Saved entries:
== == ==

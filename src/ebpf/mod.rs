//! In-kernel device filtering for managed cgroups.
//!
//! This crate does not assemble BPF programs; it receives pre-built
//! instruction sequences and a license string, loads them as
//! cgroup-device programs and manages the attach lifecycle on a cgroup
//! directory.

pub mod devices;

pub use devices::{load_attach_device_filter, BpfInsn, DeviceFilterGuard};
//! Aggregate statistics collected from the v1 subsystems.
//!
//! One [`Stats`] value is shared across all subsystem collectors; each
//! collector fills in its own section.

use serde::{Deserialize, Serialize};

/// Statistics for one managed cgroup.
#[derive(Debug, Clone, Default, Serialize, Deserialize)]
pub struct Stats {
    pub memory: MemoryStats,
    pub cpu: CpuStats,
    pub pids: PidsStats,
    pub blkio: BlkioStats,
}

/// Counters from the memory subsystem.
#[derive(Debug, Clone, Default, Serialize, Deserialize)]
pub struct MemoryStats {
    /// Current usage in bytes.
    pub usage: u64,
    /// High-water mark in bytes.
    pub max_usage: u64,
    /// Configured limit in bytes.
    pub limit: u64,
    /// Number of times the limit was hit.
    pub failcnt: u64,
}

/// Counters from the cpuacct and cpu subsystems.
#[derive(Debug, Clone, Default, Serialize, Deserialize)]
pub struct CpuStats {
    /// Total CPU time consumed, nanoseconds.
    pub usage_total: u64,
    /// User-mode time in USER_HZ ticks.
    pub usage_user: u64,
    /// Kernel-mode time in USER_HZ ticks.
    pub usage_system: u64,
    /// Number of enforcement periods that elapsed.
    pub nr_periods: u64,
    /// Number of times the group was throttled.
    pub nr_throttled: u64,
    /// Total time spent throttled, nanoseconds.
    pub throttled_time: u64,
}

/// Counters from the pids subsystem.
#[derive(Debug, Clone, Default, Serialize, Deserialize)]
pub struct PidsStats {
    /// Number of pids currently in the group.
    pub current: u64,
    /// Configured limit; 0 means unlimited.
    pub limit: u64,
}

/// Counters from the blkio subsystem (throttle totals).
#[derive(Debug, Clone, Default, Serialize, Deserialize)]
pub struct BlkioStats {
    pub read_bytes: u64,
    pub write_bytes: u64,
}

== == ==

Can you quote exactly the lines from the one containing "periods that elapsed." through the last line of the records above, and nothing else?

__REPLY TO THE TASK__:
    /// Number of enforcement periods that elapsed.
    pub nr_periods: u64,
    /// Number of times the group was throttled.
    pub nr_throttled: u64,
    /// Total time spent throttled, nanoseconds.
    pub throttled_time: u64,
}

/// Counters from the pids subsystem.
#[derive(Debug, Clone, Default, Serialize, Deserialize)]
pub struct PidsStats {
    /// Number of pids currently in the group.
    pub current: u64,
    /// Configured limit; 0 means unlimited.
    pub limit: u64,
}

/// Counters from the blkio subsystem (throttle totals).
#[derive(Debug, Clone, Default, Serialize, Deserialize)]
pub struct BlkioStats {
    pub read_bytes: u64,
    pub write_bytes: u64,
}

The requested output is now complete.